Monday, November 3, 2014

Universal Studios Florida

We’ve discussed the shift away from the old Studios model of park as Disney, Universal and Paramount plan and build immersive, “enter-the-world-of-_____” areas.  USF opened a shining example of this in Diagon Alley, which appears to epitomize my mantra: the park IS the E-ticket.


The Muggle/lake-side portion of this Wizarding World expansion recreates landmarks from Whitehall (the government section of London).  Admiralty Arch, the Old Bailey and Nelson’s Column could be influences.  
On the magic/interior side, the off-kilter facades continue the style presented in Diagon Alley.   The main attraction here is based on the Ministry of Magic (which is set hundreds of feet below Whitehall).  I’ll leave the specifics of such an attraction to your imagination (a running theme here), but I was intrigued by the suggestion in the last post’s comments.

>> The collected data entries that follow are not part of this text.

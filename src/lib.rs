pub mod codec;
pub mod config;
pub mod connection;
pub mod error;
pub mod metrics;
pub mod protocol;
pub mod reaper;
pub mod room_registry;
pub mod router;
pub mod scheduler;
pub mod server;
pub mod tls;
pub mod user_store;

use std::sync::Arc;

use config::ServerConfig;
use error::ChatResult;
use server::Server;

/// Convenience constructor reading configuration from the environment, mirroring the
/// teacher's `rocket()`/`rocket_with_db()` pairing: one zero-argument entry point for the
/// common case, one explicit-config entry point for tests and embedders.
pub fn build() -> ChatResult<Arc<Server>> {
    build_with_config(ServerConfig::from_env())
}

pub fn build_with_config(config: ServerConfig) -> ChatResult<Arc<Server>> {
    Ok(Arc::new(Server::new(config)?))
}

Star Trek is a property that’s been around for decades and is now seeing a resurgence (as have or will the other properties used in this concept plan).  The image from the new series that stuck with me the most is this:

In theme park design, like movie design and effects, one strives to make suspension of disbelief for the viewer as easy as possible.  So, for me, anything monumental recreated in a park environment needs to be big enough to sell the viewer that it’s the real thing.  The Columbia in TDS is an example: not the actual scale of an Ocean Liner, but close enough to convince your imagination it is.  The Enterprise shown here is 5:6 scale: a massive landmark, big enough to seem like actual size.  It would contain a turbolift/walkthrough attraction (partly housed in the dock-base structure).

A great thing theme parks can do is create awe-inspiring sights we don’t often see in everyday life.  Recreating the Enterprise being built/repaired in drydock could be one of those.  The bridge and walkway through this Starport land curve and descend gently to give optimal views of the ship.  There is space for the requisite thrill E-ticket (land is on two levels), dining as well as a themed cavern (tunnel) transitioning to the Universal Monsters area.

The legendary catalog of Monsters is something for which Universal Studios is most well-known, and I hope the forthcoming series of re-makes, which Universal seems to consider their own Marvel Cinematic Universe, take a fun, swashbuckling, comedy-adventure approach like recent hit franchises PotC and Sherlock Holmes. 

This area has family friendly-attractions, including the requisite haunted manor on a hill darkride (could be Hotel Transylvania, Scooby-Doo or something else) and darker Jungle Cruise-like attraction that showcases the catalog of Monsters.   There is a dark carousel in the center of the classic Eastern European town so associated with the genre.  A cemetery playzone area is near the entrance.

One of the three big rides here is a new Mummy coaster with extensive indoor and outdoor (terrain following) segments, marked by crumbling pyramids.  This would be based on the future Mummy films (or not on any specific ones) versus the Frasier ones.
While Hollywood, Springfield, San Francisco and Production Central do not see any major changes in this concept plan, NYC does.   First, the Transformers building gets a new skin.  It is essentially a huge box, but so were the impressive Power Plants from the early 20th Century, some artfully designed by famed architects like McKim, Meade & White: 

This one could be inspired by those like the IRT Power Station, abandoned, then covertly re-occupied by N.E.S.T..  This would make the building a visually attractive landmark from all angles of the park and blend with the New York skyline.

In the top left of New York, a soundstage will be converted to a family darkride, accessed through a back alley.  This could be based on Teenage Mutant Ninja Turtles, Sesame Street, or some other NYC-centered ride.

Since Mummy has vacated its New York location the building, which has a museum-like fa├žade could be home to a new E-ticket based on the discussed future JK Rowling 'Fantastic Beasts' trilogy, the 'Night at the Museum' franchise, or something else.  The upper part of the building receives city facades.

Finally, a monumental landmark is built on the Twister block (also enclosing a portion of the coaster).  This is a 1910s-built neo-gothic hotel, as would befit a Ghostbusters E-ticket, providing a landmark visible from a distance, helping to take attention off the coaster and anchoring New York.  Here’s a concept elevation/massing-study sketch I created for the idea:
I imagine shooting Proton Pack guns at ghosts would have to be part of the experience, while moving both horizontally and vertically through the hotel.   This could be reworked into something even bigger, with a full ToT freefall, although that would require re-thinking the height and size as drawn above.